Improving the Success Rate of Total Joint Replacement

Bleeding into the joints occurs very commonly in people with hemophilia. Most commonly, the ankles, knees, and elbows are affected. With time, this bleeding destroys joint tissues to the point that a total joint replacement may be necessary.

One research team followed individuals born with bleeding disorders for success of total joint replacement and the safety and effectiveness of standard therapies given to prevent bleeding. The investigators analyzed data on 28 persons, including 21 with hemophilia and 4 with hemophilia B. In all, the group underwent a total of 29 total knee replacements and 9 total hip replacements.

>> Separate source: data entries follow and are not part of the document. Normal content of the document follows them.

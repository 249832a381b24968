//! `recruitr reset`: Truncate a session's transcript.

use recruitr_agent::SYSTEM_PROMPT;
use recruitr_store::ConversationStore;
use std::path::Path;
use std::time::Duration;

pub async fn run(config_path: Option<&Path>, session_id: &str) -> Result<(), Box<dyn std::error::Error>> {
    let config = super::load_config(config_path)?;
    let kv = recruitr_store::connect(&config.store).await?;
    let store = ConversationStore::new(kv, SYSTEM_PROMPT)
        .with_ttl(Duration::from_secs(config.store.conversation_ttl_secs));

    store.reset(session_id).await?;
    println!("Session {session_id} reset.");
    Ok(())
}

Among 27 individuals who underwent total knee replacement, seven had better range of motion of the replaced joint after two months. At 1½ years after total knee replacement, 17 of 29 individuals had better range of motion, and all had less knee pain. All of the nine people who had total hip replacement had better range of motion.

All 25 people who had a total knee replacement had significant pain improvement; 24 had better joint function, and all 25 said they would choose to have the surgery if they had another chance to make the choice. Likewise, all six individuals who had total hip replacement had improved joint pain and function, and five said they would choose to undergo the surgery again.

To prevent blood clotting, a drug known as low-molecular-weight heparin was given for 29 of the 38 operations. However, therapy was stopped in three persons for bleeding not related to the joints or possible blood loss. None of the participants had any blood clots. Five people who had total joint replacement developed a skin infection, and two who didn't use that kind of heparin had bleeding into the joint spaces. Later, complications of the surgeries including a loosening of the knee replacement that required another surgery, a case of an infected joint, and a shortening of muscle and tendons that caused unnatural bending of the joint.

What Does This Mean for People With Hemophilia?

This study provides us with a glimpse of how total joint replacement can improve the quality of life for people with hemophilia. Prevention of blood clots is a tricky business when hemophilia is involved; use of low-molecular- weight heparin decreases the risk of this complication. In these individuals, few problems were reported after surgery. Overall, these persons with hemophilia were satisfied with their decision to undergo total joint replacement surgery and enjoyed improvement in pain relief and function.